Required work
Give back exactly the lines of the data below, starting with the line that has "CHUNK_HEIGHT + y)" and going on through the line that has "let mut blocks".

Records excerpted from a collection

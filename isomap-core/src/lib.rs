//! Contains the core types shared by the region access layer and the tile renderer.

mod chunk;
mod north;
mod pos;
mod tile_path;

pub use chunk::*;
pub use north::*;
pub use pos::*;
pub use tile_path::*;
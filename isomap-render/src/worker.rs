//! Per-worker state and the processing of job batches.

use std::{
    fmt::{self, Display},
    sync::Arc,
};

use anyhow::{Result, anyhow};
use isomap_core::TilePath;
use log::{debug, warn};

use crate::{
    CancelToken,
    poi::{PoiEvent, PoiSender},
    quadtree::{ComposedJob, LeafContext, LeafJob, TileOutcome, Tileset},
    region::RegionStore,
    render_mode::{BiomeColorCache, ChunkRenderer, ReferenceRenderer, RenderModeTable},
};

/// A single unit of work for a worker.
#[derive(Clone, Debug, PartialEq, Eq)]
pub enum TileJob {
    Leaf(LeafJob),
    Composed(ComposedJob),
}

impl TileJob {
    /// Index of the quadtree this job belongs to.
    #[must_use]
    pub fn tree(&self) -> usize {
        match self {
            Self::Leaf(job) => job.tree,
            Self::Composed(job) => job.tree,
        }
    }

    #[must_use]
    pub fn path(&self) -> &TilePath {
        match self {
            Self::Leaf(job) => &job.path,
            Self::Composed(job) => &job.path,
        }
    }
}

impl From<LeafJob> for TileJob {
    fn from(job: LeafJob) -> Self {
        Self::Leaf(job)
    }
}

impl From<ComposedJob> for TileJob {
    fn from(job: ComposedJob) -> Self {
        Self::Composed(job)
    }
}

/// Counters of a processed batch.
#[derive(Clone, Copy, Debug, Default, PartialEq, Eq)]
pub struct BatchReport {
    pub jobs: usize,
    pub written: usize,
    pub removed: usize,
}

impl BatchReport {
    pub fn record(&mut self, outcome: TileOutcome) {
        self.jobs += 1;
        match outcome {
            TileOutcome::Written => self.written += 1,
            TileOutcome::Removed => self.removed += 1,
            TileOutcome::Skipped | TileOutcome::Empty => {}
        }
    }

    pub fn merge(&mut self, other: Self) {
        self.jobs += other.jobs;
        self.written += other.written;
        self.removed += other.removed;
    }
}

impl Display for BatchReport {
    fn fmt(&self, formatter: &mut fmt::Formatter<'_>) -> fmt::Result {
        write!(
            formatter,
            "{} jobs, {} tiles written, {} tiles removed",
            self.jobs, self.written, self.removed
        )
    }
}

/// What a worker needs to know about one quadtree.
pub struct TreeSetup {
    pub tileset: Arc<Tileset>,
    /// template for the worker's private region cache
    pub regions: RegionStore,
    pub events: PoiSender,
}

/// The configuration every worker is initialized from.
pub struct WorkerSetup {
    /// indexed by tree
    pub trees: Vec<TreeSetup>,
    pub modes: RenderModeTable,
    /// `None` disables biome tinting
    pub biome_colors: Option<Arc<BiomeColorCache>>,
    pub cancel: CancelToken,
}

struct TreeContext {
    tileset: Arc<Tileset>,
    regions: RegionStore,
    renderer: Box<dyn ChunkRenderer>,
    events: PoiSender,
}

/// Everything a single worker owns. Built once and handed to every batch.
pub struct WorkerContext {
    trees: Vec<TreeContext>,
    cancel: CancelToken,
}

impl WorkerContext {
    /// Prepares the renderers and private region caches of a worker.
    ///
    /// # Errors
    ///
    /// Fails if a tree uses an unknown render mode, or if the biome color tables are required but
    /// can't be loaded.
    pub fn initialize(setup: &WorkerSetup) -> Result<Self> {
        let mut trees = Vec::with_capacity(setup.trees.len());
        for tree in &setup.trees {
            let mode = setup.modes.resolve(tree.tileset.mode())?;
            let options = mode.options();
            let biome_colors = if options.biome_tint && tree.regions.has_biome_data() {
                match &setup.biome_colors {
                    Some(cache) => Some(cache.get()?),
                    None => {
                        warn!("{}: no texture directory given; plants are not tinted", tree.tileset);
                        None
                    }
                }
            } else {
                None
            };
            trees.push(TreeContext {
                tileset: Arc::clone(&tree.tileset),
                regions: tree.regions.fresh(),
                renderer: Box::new(ReferenceRenderer::new(options, biome_colors)),
                events: tree.events.clone(),
            });
        }
        Ok(Self {
            trees,
            cancel: setup.cancel.clone(),
        })
    }

    /// Renders every job of a batch in order.
    ///
    /// # Errors
    ///
    /// Fails on the first job which fails, or once the render has been cancelled.
    pub fn process_batch(&mut self, batch: &[TileJob]) -> Result<BatchReport> {
        let mut report = BatchReport::default();
        for job in batch {
            self.cancel.check()?;
            let outcome = self.process(job)?;
            if outcome == TileOutcome::Written {
                if let Some(tree) = self.trees.get(job.tree()) {
                    tree.events
                        .send(job.tree(), PoiEvent::Rendered(job.path().clone()))?;
                }
            }
            report.record(outcome);
        }
        debug!("finished batch: {report}");
        Ok(report)
    }

    fn process(&mut self, job: &TileJob) -> Result<TileOutcome> {
        let index = job.tree();
        let tree = self
            .trees
            .get_mut(index)
            .ok_or_else(|| anyhow!("job for unknown tree {index}"))?;
        match job {
            TileJob::Leaf(leaf) => tree.tileset.render_leaf_tile(
                leaf,
                &mut LeafContext {
                    regions: &mut tree.regions,
                    renderer: tree.renderer.as_ref(),
                    events: &tree.events,
                },
            ),
            TileJob::Composed(composed) => tree.tileset.render_composed_tile(&composed.path),
        }
    }
}
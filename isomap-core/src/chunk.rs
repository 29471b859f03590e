//! Decoded chunk contents.

use glam::IVec3;

use crate::ChunkPos;

/// Number of blocks along each horizontal edge of a chunk.
pub const CHUNK_WIDTH: usize = 16;
/// Number of blocks stacked within each column of a chunk.
pub const CHUNK_HEIGHT: usize = 128;
/// Number of blocks within a single chunk.
pub const BLOCK_COUNT: usize = CHUNK_WIDTH * CHUNK_WIDTH * CHUNK_HEIGHT;
/// Size of the packed arrays storing one 4-bit value per block.
pub const NIBBLE_COUNT: usize = BLOCK_COUNT / 2;

/// Block id of an empty block.
pub const AIR: u8 = 0;

/// A sign placed within a chunk.
#[derive(Clone, Debug, PartialEq, Eq)]
pub struct Sign {
    /// world position of the sign's block
    pub pos: IVec3,
    /// the four lines of text
    pub lines: [String; 4],
}

impl Sign {
    /// Returns all non-empty lines joined by line breaks.
    #[must_use]
    pub fn text(&self) -> String {
        self.lines
            .iter()
            .map(|line| line.trim())
            .filter(|line| !line.is_empty())
            .collect::<Vec<_>>()
            .join("\n")
    }
}

/// Returned if the arrays of a chunk don't have the expected size.
#[derive(thiserror::Error, Debug, PartialEq, Eq)]
#[error("chunk array '{array}' has {actual} bytes instead of {expected}")]
pub struct ChunkShapeError {
    array: &'static str,
    expected: usize,
    actual: usize,
}

/// The decoded block and light arrays of a single chunk.
///
/// All arrays are laid out column by column: `index = (x * 16 + z) * 128 + y`. The nibble arrays
/// pack two neighbouring heights into a single byte with the lower height in the low nibble.
#[derive(Clone, Debug)]
pub struct Chunk {
    pos: ChunkPos,
    timestamp: u32,
    blocks: Box<[u8]>,
    data: Box<[u8]>,
    sky_light: Box<[u8]>,
    block_light: Box<[u8]>,
    signs: Vec<Sign>,
}

impl Chunk {
    /// Assembles a chunk from its decoded arrays.
    ///
    /// # Errors
    ///
    /// Fails if any of the arrays has the wrong size.
    pub fn new(
        pos: ChunkPos,
        timestamp: u32,
        blocks: Box<[u8]>,
        data: Box<[u8]>,
        sky_light: Box<[u8]>,
        block_light: Box<[u8]>,
        signs: Vec<Sign>,
    ) -> Result<Self, ChunkShapeError> {
        check_len("Blocks", &blocks, BLOCK_COUNT)?;
        check_len("Data", &data, NIBBLE_COUNT)?;
        check_len("SkyLight", &sky_light, NIBBLE_COUNT)?;
        check_len("BlockLight", &block_light, NIBBLE_COUNT)?;
        Ok(Self {
            pos,
            timestamp,
            blocks,
            data,
            sky_light,
            block_light,
            signs,
        })
    }

    /// Returns the position of this chunk.
    #[must_use]
    pub fn pos(&self) -> ChunkPos {
        self.pos
    }

    /// Seconds since the unix epoch this chunk was last saved.
    #[must_use]
    pub fn timestamp(&self) -> u32 {
        self.timestamp
    }

    /// Signs placed within this chunk.
    #[must_use]
    pub fn signs(&self) -> &[Sign] {
        &self.signs
    }

    /// Block id at the given local coordinates. Out of range coordinates read as air.
    #[must_use]
    pub fn block(&self, x: usize, z: usize, y: usize) -> u8 {
        block_index(x, z, y)
            .and_then(|index| self.blocks.get(index))
            .copied()
            .unwrap_or(AIR)
    }

    /// Additional block data at the given local coordinates.
    #[must_use]
    pub fn block_data(&self, x: usize, z: usize, y: usize) -> u8 {
        nibble(&self.data, x, z, y)
    }

    /// Light level received from the sky. Positions above the chunk are fully lit.
    #[must_use]
    pub fn sky_light(&self, x: usize, z: usize, y: usize) -> u8 {
        if y >= CHUNK_HEIGHT {
            return 15;
        }
        nibble(&self.sky_light, x, z, y)
    }

    /// Light level emitted by nearby blocks.
    #[must_use]
    pub fn block_light(&self, x: usize, z: usize, y: usize) -> u8 {
        nibble(&self.block_light, x, z, y)
    }

    /// Returns the height and id of the topmost non-air block of a column.
    #[must_use]
    pub fn top_block(&self, x: usize, z: usize) -> Option<(usize, u8)> {
        let start = block_index(x, z, 0)?;
        let column = self.blocks.get(start..start + CHUNK_HEIGHT)?;
        column
            .iter()
            .rposition(|&block| block != AIR)
            .and_then(|height| Some((height, *column.get(height)?)))
    }

    /// Returns a copy with all columns rotated by the given number of quarter turns.
    ///
    /// The column at `(x, z)` of a chunk turned once is taken from `(z, 15 - x)` of the original,
    /// matching [`crate::NorthDirection::rotate`] on block coordinates.
    #[must_use]
    pub fn rotated(&self, pos: ChunkPos, quarter_turns: u8) -> Self {
        let turns = quarter_turns % 4;
        Self {
            pos,
            timestamp: self.timestamp,
            blocks: rotate_columns(&self.blocks, CHUNK_HEIGHT, turns),
            data: rotate_columns(&self.data, CHUNK_HEIGHT / 2, turns),
            sky_light: rotate_columns(&self.sky_light, CHUNK_HEIGHT / 2, turns),
            block_light: rotate_columns(&self.block_light, CHUNK_HEIGHT / 2, turns),
            signs: self.signs.clone(),
        }
    }
}

fn check_len(array: &'static str, bytes: &[u8], expected: usize) -> Result<(), ChunkShapeError> {
    if bytes.len() == expected {
        Ok(())
    } else {
        Err(ChunkShapeError {
            array,
            expected,
            actual: bytes.len(),
        })
    }
}

fn block_index(x: usize, z: usize, y: usize) -> Option<usize> {
    (x < CHUNK_WIDTH && z < CHUNK_WIDTH && y < CHUNK_HEIGHT)
        .then(|| (x * CHUNK_WIDTH + z) * CHUNK_HEIGHT + y)
}

fn nibble(array: &[u8], x: usize, z: usize, y: usize) -> u8 {
    let Some(index) = block_index(x, z, y) else {
        return 0;
    };
    let byte = array.get(index / 2).copied().unwrap_or(0);
    if index % 2 == 0 { byte & 0x0f } else { byte >> 4 }
}

fn rotate_columns(array: &[u8], column_len: usize, turns: u8) -> Box<[u8]> {
    const LAST: usize = CHUNK_WIDTH - 1;

    if turns == 0 {
        return array.into();
    }
    let mut rotated = vec![0; array.len()];
    for (target, column) in rotated.chunks_exact_mut(column_len).enumerate() {
        let x = target / CHUNK_WIDTH;
        let z = target % CHUNK_WIDTH;
        let (source_x, source_z) = match turns {
            1 => (z, LAST - x),
            2 => (LAST - x, LAST - z),
            _ => (LAST - z, x),
        };
        let start = (source_x * CHUNK_WIDTH + source_z) * column_len;
        if let Some(source) = array.get(start..start + column_len) {
            column.copy_from_slice(source);
        }
    }
    rotated.into_boxed_slice()
}

#[cfg(test)]
mod tests {

    use super::*;

    fn chunk_with_marker(x: usize, z: usize) -> Chunk {
        let mut blocks = vec![AIR; BLOCK_COUNT];
        blocks[(x * CHUNK_WIDTH + z) * CHUNK_HEIGHT + 64] = 1;
        let mut sky_light = vec![0; NIBBLE_COUNT];
        sky_light[((x * CHUNK_WIDTH + z) * CHUNK_HEIGHT + 65) / 2] = 0xa0;
        Chunk::new(
            ChunkPos::ZERO,
            17,
            blocks.into(),
            vec![0; NIBBLE_COUNT].into(),
            sky_light.into(),
            vec![0; NIBBLE_COUNT].into(),
            Vec::new(),
        )
        .unwrap()
    }

    #[test]
    fn reject_wrong_shape() {
        let result = Chunk::new(
            ChunkPos::ZERO,
            0,
            vec![0; 10].into(),
            vec![0; NIBBLE_COUNT].into(),
            vec![0; NIBBLE_COUNT].into(),
            vec![0; NIBBLE_COUNT].into(),
            Vec::new(),
        );
        assert!(result.is_err());
    }

    #[test]
    fn top_block_and_light() {
        let chunk = chunk_with_marker(3, 5);
        assert_eq!(Some((64, 1)), chunk.top_block(3, 5));
        assert_eq!(None, chunk.top_block(5, 3));
        assert_eq!(10, chunk.sky_light(3, 5, 65));
        assert_eq!(0, chunk.sky_light(3, 5, 64));
        assert_eq!(15, chunk.sky_light(3, 5, CHUNK_HEIGHT));
    }

    #[test]
    fn single_quarter_turn() {
        let chunk = chunk_with_marker(3, 5);
        let rotated = chunk.rotated(ChunkPos::new(-1, 0), 1);
        // (x, z) -> (15 - z, x)
        assert_eq!(Some((64, 1)), rotated.top_block(10, 3));
        assert_eq!(10, rotated.sky_light(10, 3, 65));
        assert_eq!(ChunkPos::new(-1, 0), rotated.pos());
        assert_eq!(17, rotated.timestamp());
    }

    #[test]
    fn half_turn() {
        let rotated = chunk_with_marker(0, 2).rotated(ChunkPos::ZERO, 2);
        assert_eq!(Some((64, 1)), rotated.top_block(15, 13));
    }

    #[test]
    fn full_turn_is_identity() {
        let chunk = chunk_with_marker(7, 1);
        let mut rotated = chunk.clone();
        for _ in 0..4 {
            rotated = rotated.rotated(ChunkPos::ZERO, 1);
        }
        assert_eq!(chunk.blocks, rotated.blocks);
        assert_eq!(chunk.sky_light, rotated.sky_light);
    }

    #[test]
    fn sign_text_skips_empty_lines() {
        let sign = Sign {
            pos: IVec3::new(1, 70, -3),
            lines: [
                "Home".to_owned(),
                String::new(),
                " sweet ".to_owned(),
                String::new(),
            ],
        };
        assert_eq!("Home\nsweet", sign.text());
    }
}
use std::{
    path::{Path, PathBuf},
    sync::{Arc, Mutex, PoisonError},
};

use anyhow::Result;
use image::RgbaImage;
use log::{info, warn};

use crate::RenderError;

pub const GRASS_COLOR_FILE: &str = "grasscolor.png";
pub const FOLIAGE_COLOR_FILE: &str = "foliagecolor.png";

/// Climate used to pick colors when no per-column biome is known.
const DEFAULT_TEMPERATURE: f32 = 0.8;
const DEFAULT_RAINFALL: f32 = 0.4;

/// Color lookup tables for plants, indexed by temperature and rainfall.
#[derive(Clone, Debug)]
pub struct BiomeColors {
    grass: RgbaImage,
    foliage: RgbaImage,
}

impl BiomeColors {
    /// Loads both color tables from a texture directory.
    ///
    /// # Errors
    ///
    /// Fails with [`RenderError::MissingColorTable`] if either table can't be loaded.
    pub fn load(textures: &Path) -> Result<Self> {
        let load_table = |name: &str| -> Result<RgbaImage> {
            let path = textures.join(name);
            match image::open(&path) {
                Ok(table) => Ok(table.into_rgba8()),
                Err(error) => {
                    warn!("could not load {}: {error}", path.display());
                    Err(RenderError::MissingColorTable(path).into())
                }
            }
        };
        Ok(Self {
            grass: load_table(GRASS_COLOR_FILE)?,
            foliage: load_table(FOLIAGE_COLOR_FILE)?,
        })
    }

    #[must_use]
    pub fn grass(&self) -> [u8; 3] {
        lookup(&self.grass, DEFAULT_TEMPERATURE, DEFAULT_RAINFALL)
    }

    #[must_use]
    pub fn foliage(&self) -> [u8; 3] {
        lookup(&self.foliage, DEFAULT_TEMPERATURE, DEFAULT_RAINFALL)
    }
}

/// Picks a color from a triangular climate table.
fn lookup(table: &RgbaImage, temperature: f32, rainfall: f32) -> [u8; 3] {
    let temperature = temperature.clamp(0.0, 1.0);
    let rainfall = rainfall.clamp(0.0, 1.0) * temperature;
    let scale = |value: f32, size: u32| {
        let max = size.saturating_sub(1);
        #[expect(
            clippy::cast_possible_truncation,
            clippy::cast_sign_loss,
            clippy::cast_precision_loss,
            reason = "table sizes are small and the value is clamped to 0..=1"
        )]
        let index = ((1.0 - value) * max as f32).round() as u32;
        index.min(max)
    };
    table
        .get_pixel_checked(
            scale(temperature, table.width()),
            scale(rainfall, table.height()),
        )
        .map_or([0x7f, 0xb2, 0x38], |pixel| [pixel.0[0], pixel.0[1], pixel.0[2]])
}

/// Loads the color tables at most once and shares them between all workers.
#[derive(Debug)]
pub struct BiomeColorCache {
    textures: PathBuf,
    loaded: Mutex<Option<Arc<BiomeColors>>>,
}

impl BiomeColorCache {
    #[must_use]
    pub fn new(textures: impl Into<PathBuf>) -> Self {
        Self {
            textures: textures.into(),
            loaded: Mutex::new(None),
        }
    }

    /// Returns the color tables, loading them on first use.
    ///
    /// # Errors
    ///
    /// Fails if the tables can't be loaded. A later call will try again.
    pub fn get(&self) -> Result<Arc<BiomeColors>> {
        let mut loaded = self.loaded.lock().unwrap_or_else(PoisonError::into_inner);
        if let Some(colors) = loaded.as_ref() {
            return Ok(Arc::clone(colors));
        }
        info!("loading biome colors from {}", self.textures.display());
        let colors = Arc::new(BiomeColors::load(&self.textures)?);
        *loaded = Some(Arc::clone(&colors));
        Ok(colors)
    }
}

Result of this task
        .then(|| (x * CHUNK_WIDTH + z) * CHUNK_HEIGHT + y)
}

fn nibble(array: &[u8], x: usize, z: usize, y: usize) -> u8 {
    let Some(index) = block_index(x, z, y) else {
        return 0;
    };
    let byte = array.get(index / 2).copied().unwrap_or(0);
    if index % 2 == 0 { byte & 0x0f } else { byte >> 4 }
}

fn rotate_columns(array: &[u8], column_len: usize, turns: u8) -> Box<[u8]> {
    const LAST: usize = CHUNK_WIDTH - 1;

    if turns == 0 {
        return array.into();
    }
    let mut rotated = vec![0; array.len()];
    for (target, column) in rotated.chunks_exact_mut(column_len).enumerate() {
        let x = target / CHUNK_WIDTH;
        let z = target % CHUNK_WIDTH;
        let (source_x, source_z) = match turns {
            1 => (z, LAST - x),
            2 => (LAST - x, LAST - z),
            _ => (LAST - z, x),
        };
        let start = (source_x * CHUNK_WIDTH + source_z) * column_len;
        if let Some(source) = array.get(start..start + column_len) {
            column.copy_from_slice(source);
        }
    }
    rotated.into_boxed_slice()
}

#[cfg(test)]
mod tests {

    use super::*;

    fn chunk_with_marker(x: usize, z: usize) -> Chunk {
        let mut blocks = vec![AIR; BLOCK_COUNT];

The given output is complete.